Question:
I’m reasonably nutrition-conscious because of an ongoing health condition. I’m particularly interested in gut health and eating in a way that promotes good health. What are the best practical things I can do from a diet perspective for gut health, and what should I avoid?
Answer:
Your interest in gut health is well placed. Research has revealed myriad ways the gut microbiome affects everything from emotional wellbeing to your risk of chronic diseases such as cancer, cardiovascular disease and type 2 diabetes.
Maintaining a balanced gut microbiome – the community of trillions of bacteria and other micro-organisms living in our digestive system – can support immunity, mental health, digestion and even inflammation control, thereby reducing the risk of chronic disease. But where do we start?
Diet has an indisputable role in altering our gut microbiome, notes a 2019 review in Nature Reviews: Microbiology. Specifically, eating a diet low in animal fat and protein but high in plant fibre is linked to a healthier, more diverse microbiome and better metabolic health. On the other hand, eating a diet high in animal fat and protein and low in plant fibre is associated with an irregular microbiome linked to metabolic diseases.

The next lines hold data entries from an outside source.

//! Conversion of radiometric sensor counts to temperature
//! in degrees Celsius.
//!
//! Follows the radiometric model of the [Thermimage R
//! library]: the raw signal is corrected for reflected,
//! atmospheric and IR-window radiance before inverting the
//! Planck curve of the camera.
//!
//! [Thermimage R library]: //github.com/gtatters/Thermimage/blob/master/R/raw2temp.R

use serde_derive::*;

use crate::flir::FlirCameraParams;

/// Calibration and ambient parameters needed to compute
/// temperatures from raw sensor values.
///
/// Deserializes from the JSON emitted by `exiftool -j`,
/// where temperatures and distances carry unit suffixes
/// (`"22.0 C"`, `"1.00 m"`).
#[derive(Serialize, Deserialize, Debug, Clone, PartialEq)]
#[serde(rename_all = "PascalCase")]
pub struct ThermalSettings {
    #[serde(deserialize_with = "serde_helpers::float_with_suffix")]
    pub emissivity: f64,
    #[serde(deserialize_with = "serde_helpers::float_with_suffix")]
    pub object_distance: f64,

    #[serde(
        rename = "RelativeHumidity",
        deserialize_with = "serde_helpers::float_with_suffix"
    )]
    pub relative_humidity_percentage: f64,
    #[serde(deserialize_with = "serde_helpers::float_with_suffix")]
    pub reflected_apparent_temperature: f64,
    #[serde(deserialize_with = "serde_helpers::float_with_suffix")]
    pub atmospheric_temperature: f64,

    #[serde(
        rename = "IRWindowTemperature",
        deserialize_with = "serde_helpers::float_with_suffix"
    )]
    pub ir_window_temperature: f64,
    #[serde(
        rename = "IRWindowTransmission",
        deserialize_with = "serde_helpers::float_with_suffix"
    )]
    pub ir_window_transmission: f64,

    #[serde(rename = "PlanckR1")]
    pub planck_r1: f64,
    #[serde(rename = "PlanckB")]
    pub planck_b: f64,
    #[serde(rename = "PlanckF")]
    pub planck_f: f64,
    #[serde(rename = "PlanckO")]
    pub planck_o: f64,
    #[serde(rename = "PlanckR2")]
    pub planck_r2: f64,

    #[serde(rename = "AtmosphericTransAlpha1")]
    pub atmospheric_trans_alpha_1: f64,
    #[serde(rename = "AtmosphericTransAlpha2")]
    pub atmospheric_trans_alpha_2: f64,
    #[serde(rename = "AtmosphericTransBeta1")]
    pub atmospheric_trans_beta_1: f64,
    #[serde(rename = "AtmosphericTransBeta2")]
    pub atmospheric_trans_beta_2: f64,
    #[serde(rename = "AtmosphericTransX")]
    pub atmospheric_trans_x: f64,
}

const KELVIN_OFFSET: f64 = 273.15;

// water vapour pressure polynomial in air temperature
const H2O_SERIES: [f64; 4] = [1.5587, 0.06939, -0.00027816, 0.00000068455];

impl ThermalSettings {
    // raw = R1 / (R2 * (exp(B / T) - F)) - O
    fn planck_radiance(&self, celsius: f64) -> f64 {
        self.planck_r1
            / (self.planck_r2 * ((self.planck_b / (celsius + KELVIN_OFFSET)).exp() - self.planck_f))
            - self.planck_o
    }

    fn planck_inverse(&self, raw: f64) -> f64 {
        self.planck_b
            / (self.planck_r1 / (self.planck_r2 * (raw + self.planck_o)) + self.planck_f).ln()
            - KELVIN_OFFSET
    }

    /// Transmission of the air column between object and
    /// window. The window is assumed to sit halfway.
    fn atmospheric_tau(&self, distance: f64) -> f64 {
        let h2o = (self.relative_humidity_percentage / 100.)
            * polynomial(&H2O_SERIES, self.atmospheric_temperature).exp();
        let h2o_sqrt = h2o.sqrt();
        let d = (distance / 2.).sqrt();

        let t1 = (-d * (self.atmospheric_trans_alpha_1 + self.atmospheric_trans_beta_1 * h2o_sqrt))
            .exp();
        let t2 = (-d * (self.atmospheric_trans_alpha_2 + self.atmospheric_trans_beta_2 * h2o_sqrt))
            .exp();
        self.atmospheric_trans_x * t1 + (1. - self.atmospheric_trans_x) * t2
    }

    /// Affine correction `raw -> object radiance` for an
    /// object at `distance` metres.
    pub fn radiance_correction(&self, distance: f64) -> impl Fn(f64) -> f64 {
        let e = self.emissivity;
        let irt = self.ir_window_transmission;
        let tau = self.atmospheric_tau(distance);

        let reflected = self.planck_radiance(self.reflected_apparent_temperature);
        let atmosphere = self.planck_radiance(self.atmospheric_temperature);
        let window = self.planck_radiance(self.ir_window_temperature);

        let refl1_attn = (1. - e) / e * reflected;
        let atm1_attn = (1. - tau) / e / tau * atmosphere;
        let wind_attn = (1. - irt) / e / tau / irt * window;
        // anti-reflective window: no second reflection term
        let atm2_attn = (1. - tau) / e / tau / irt / tau * atmosphere;

        let offset = -(refl1_attn + atm1_attn + wind_attn + atm2_attn);
        let gain = 1. / e / tau / irt / tau;
        move |raw| offset + gain * raw
    }

    pub fn celsius_transform(&self, distance: f64) -> impl Fn(f64) -> f64 + '_ {
        let correct = self.radiance_correction(distance);
        move |raw| self.planck_inverse(correct(raw))
    }

    /// Temperature of a single raw count at the configured
    /// object distance.
    pub fn raw_to_celsius(&self, raw: f64) -> f64 {
        self.celsius_transform(self.object_distance)(raw)
    }
}

impl From<&FlirCameraParams> for ThermalSettings {
    fn from(p: &FlirCameraParams) -> Self {
        let t = &p.temperature_params;
        let k = |v: f32| v as f64 - KELVIN_OFFSET;
        // stored as a fraction by most firmware
        let rh = t.relative_humidity as f64;
        let rh = if rh > 2. { rh } else { rh * 100. };
        ThermalSettings {
            emissivity: t.emissivity as f64,
            object_distance: t.object_distance as f64,
            relative_humidity_percentage: rh,
            reflected_apparent_temperature: k(t.reflected_apparent_temperature),
            atmospheric_temperature: k(t.atmospheric_temperature),
            ir_window_temperature: k(t.ir_window_temperature),
            ir_window_transmission: t.ir_window_transmission as f64,
            planck_r1: t.planck_r1 as f64,
            planck_b: t.planck_b as f64,
            planck_f: t.planck_f as f64,
            planck_o: p.extra_params.planck_o as f64,
            planck_r2: p.extra_params.planck_r2 as f64,
            atmospheric_trans_alpha_1: t.atmospheric_trans_alpha_1 as f64,
            atmospheric_trans_alpha_2: t.atmospheric_trans_alpha_2 as f64,
            atmospheric_trans_beta_1: t.atmospheric_trans_beta_1 as f64,
            atmospheric_trans_beta_2: t.atmospheric_trans_beta_2 as f64,
            atmospheric_trans_x: t.atmospheric_trans_x as f64,
        }
    }
}

#[inline]
fn polynomial(coeffs: &[f64], x: f64) -> f64 {
    coeffs.iter().rev().fold(0., |acc, c| acc * x + c)
}

mod serde_helpers {
    use lazy_static::lazy_static;
    use regex::Regex;
    use serde::*;
    use serde_derive::Deserialize;

    #[derive(Deserialize)]
    #[serde(untagged)]
    enum NumberOrText {
        Number(f64),
        Text(String),
    }

    /// Accept `0.95` as well as `"22.0 C"` or `"50.0 %"`.
    pub fn float_with_suffix<'de, D>(de: D) -> Result<f64, D::Error>
    where
        D: Deserializer<'de>,
    {
        lazy_static! {
            static ref RE: Regex = Regex::new(r"^\s*-?(\d+\.?\d*|\.\d+)([eE][-+]?\d+)?").unwrap();
        }

        use serde::de::Error;
        match NumberOrText::deserialize(de)? {
            NumberOrText::Number(v) => Ok(v),
            NumberOrText::Text(s) => RE
                .find(&s)
                .ok_or_else(|| Error::custom(format!("expected a leading number, got `{}`", s)))?
                .as_str()
                .trim()
                .parse()
                .map_err(Error::custom),
        }
    }
}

But how do we shape our diet practically to achieve gut health? Start by including plenty of fibre-rich foods in your diet. Fibre serves as food for beneficial gut bacteria, helping them to thrive and produce short-chain fatty acids that promote a healthy gut lining, reduce inflammation, help with the balance of the microbiome, regulate gut motility (preventing constipation) and promote colon health. Beneficial gut bacteria also support metabolic health by helping to balance blood glucose levels and modulate the gut-brain axis, which affects our mood.
Key fibre-rich foods to include in your daily diet include five or more servings of fruits and vegetables, plus wholegrains such as oats, quinoa, brown rice or wholegrain bread, legumes such as lentils, chickpeas and black beans, and a regular snack of nuts and seeds.

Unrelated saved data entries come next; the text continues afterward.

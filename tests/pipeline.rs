use std::{fs, io::Cursor, path::Path};

use biotherm::{
    aggregate::{aggregate_replicates, Reducer, REPLICATE_COUNT},
    batch::{compile_batch_stats, compute_stats_batch, read_batch, segment_batch, BatchOptions, ImportFormat},
    checkpoint::{load_checkpoint, save_checkpoint, Checkpoint},
    merge::{merge_clinical, MergeOptions},
    raw::{write_raw, RawOptions},
    segment::SegmentOptions,
    stats::StatsOptions,
    Cell, Result, Table,
};
use ndarray::Array2;

const HEIGHT: usize = 12;
const WIDTH: usize = 16;

/// A 6x8 block at `warm` on a 24 degree background.
fn write_frame(dir: &Path, name: &str, warm: f64) -> Result<()> {
    let m = Array2::from_shape_fn((HEIGHT, WIDTH), |(r, c)| {
        if (3..9).contains(&r) && (4..12).contains(&c) {
            warm
        } else {
            24.
        }
    });
    write_raw(dir.join(name), m.view())
}

fn batch_options() -> BatchOptions {
    BatchOptions {
        format: ImportFormat::Raw(RawOptions {
            width: WIDTH,
            height: HEIGHT,
            rotate: false,
        }),
        ..BatchOptions::default()
    }
}

#[test]
fn folder_to_aggregated_table() -> Result<()> {
    let dir = tempfile::tempdir()?;
    write_frame(dir.path(), "m01_a.raw", 36.)?;
    write_frame(dir.path(), "m01_b.raw", 37.)?;
    write_frame(dir.path(), "m02_a.raw", 35.)?;
    fs::write(dir.path().join("short.raw"), [0u8; 10])?;
    fs::write(dir.path().join("notes.txt"), "not a frame")?;

    let mut records = read_batch(dir.path(), &batch_options())?;
    assert_eq!(records.names().collect::<Vec<_>>(), ["m01_a.raw", "m01_b.raw", "m02_a.raw"]);

    let seg = SegmentOptions {
        kernel_size: 3,
        ..SegmentOptions::default()
    };
    assert_eq!(segment_batch(&mut records, &seg), 3);
    compute_stats_batch(&mut records, &StatsOptions::default());

    let checkpoint = dir.path().join("records.bin");
    save_checkpoint(&checkpoint, &Checkpoint::Collection(records.clone()))?;
    let restored = load_checkpoint(&checkpoint)?.into_record_set();
    assert_eq!(restored.len(), 3);

    let table = compile_batch_stats(&restored)?;
    assert_eq!(table.num_rows(), 3);
    assert_eq!(table.get(0, "id")?, &Cell::from("m01_a.raw"));
    assert_eq!(table.get(0, "mean")?, &Cell::Number(36.));
    assert_eq!(table.get(0, "n_pixels")?, &Cell::Number(48.));
    assert_eq!(table.get(2, "max")?, &Cell::Number(35.));

    let clinical = Table::read_csv(Cursor::new(
        "id,animal,group\nm01_a,m01,control\nm01_b,m01,control\nm02_a,m02,treated\n",
    ))?;
    let merged = merge_clinical(&table, &clinical, &MergeOptions::default())?;
    assert_eq!(merged.get(2, "group")?, &Cell::from("treated"));

    let per_animal = aggregate_replicates(&merged, "animal", Reducer::Mean, &["group"])?;
    assert_eq!(&per_animal.columns()[..3], &["animal", "group", REPLICATE_COUNT]);
    assert!(!per_animal.has_column("id"));
    assert_eq!(per_animal.num_rows(), 2);
    assert_eq!(per_animal.get(0, REPLICATE_COUNT)?, &Cell::Number(2.));
    assert_eq!(per_animal.get(0, "mean")?, &Cell::Number(36.5));
    assert_eq!(per_animal.get(1, "group")?, &Cell::from("treated"));
    Ok(())
}

#[test]
fn csv_output_reads_back() -> Result<()> {
    let dir = tempfile::tempdir()?;
    write_frame(dir.path(), "m01.raw", 36.)?;
    let mut records = read_batch(dir.path(), &batch_options())?;
    segment_batch(&mut records, &SegmentOptions::default());
    compute_stats_batch(&mut records, &StatsOptions::default());
    let table = compile_batch_stats(&records)?;

    let mut out = vec![];
    table.write_csv(&mut out)?;
    let back = Table::read_csv(Cursor::new(out))?;
    assert_eq!(back.columns(), table.columns());
    assert_eq!(back.get(0, "median")?, &Cell::Number(36.));
    Ok(())
}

You can boost the impact of your fibre efforts by including foods rich in prebiotics – a fermentable fibre that feeds the good bacteria. Foods rich in prebiotics include garlic, onions, asparagus, leeks, Jerusalem artichokes, bananas (particularly slightly green ones) and oats.
Modifying the type of fat in your diet will also affect your microbiome, a 2019 review published in Clinical Nutrition says. In particular, high-fat diets and diets high in saturated fat can cause unfavourable changes to the gut microbiome, whereas polyunsaturated fats have a neutral impact on the gut microbiome. So, opt for healthy fats in olive oil, avocados, nuts, seeds, and fatty fish (eg, salmon and sardines) to optimise your gut health. And limit your animal fat intake by cutting visible fat off meat and choosing leaner meat cuts.
Rather than buying probiotic supplements – which may or may not have any impact – choose natural food sources of probiotics (beneficial bacteria). Popular options that are readily available in many supermarkets include yoghurt with live, active cultures (check the label), kefir (a fermented milk drink), sauerkraut and kimchi (fermented vegetables packed with flavour and gut-friendly microbes), and kombucha (a tangy fermented tea).
Conversely, large amounts of sugar, artificial sweeteners and ultra-processed foods can harm the microbiome, as can too much alcohol. Sticking to the doctor’s prescribing guidelines for antibiotics and pain medications (particularly anti-inflammatory drugs such as aspirin and ibuprofen) is essential, as these can affect gut health, too.
Remember that our lifestyle also has a tremendous impact. Chronic stress can disrupt the immune system, which is interconnected with our gut microbiome, noted a 2024 review in Frontiers in Immunology.
Research is only beginning to piece together the dangers of stress in the context of our gut microbiome, the gut-brain axis and our mental health. So managing stress is crucial, as is exercising regularly and getting enough sleep.
In other words, consider your gut health as a journey best approached holistically. Any specific health concerns should be addressed with a health professional.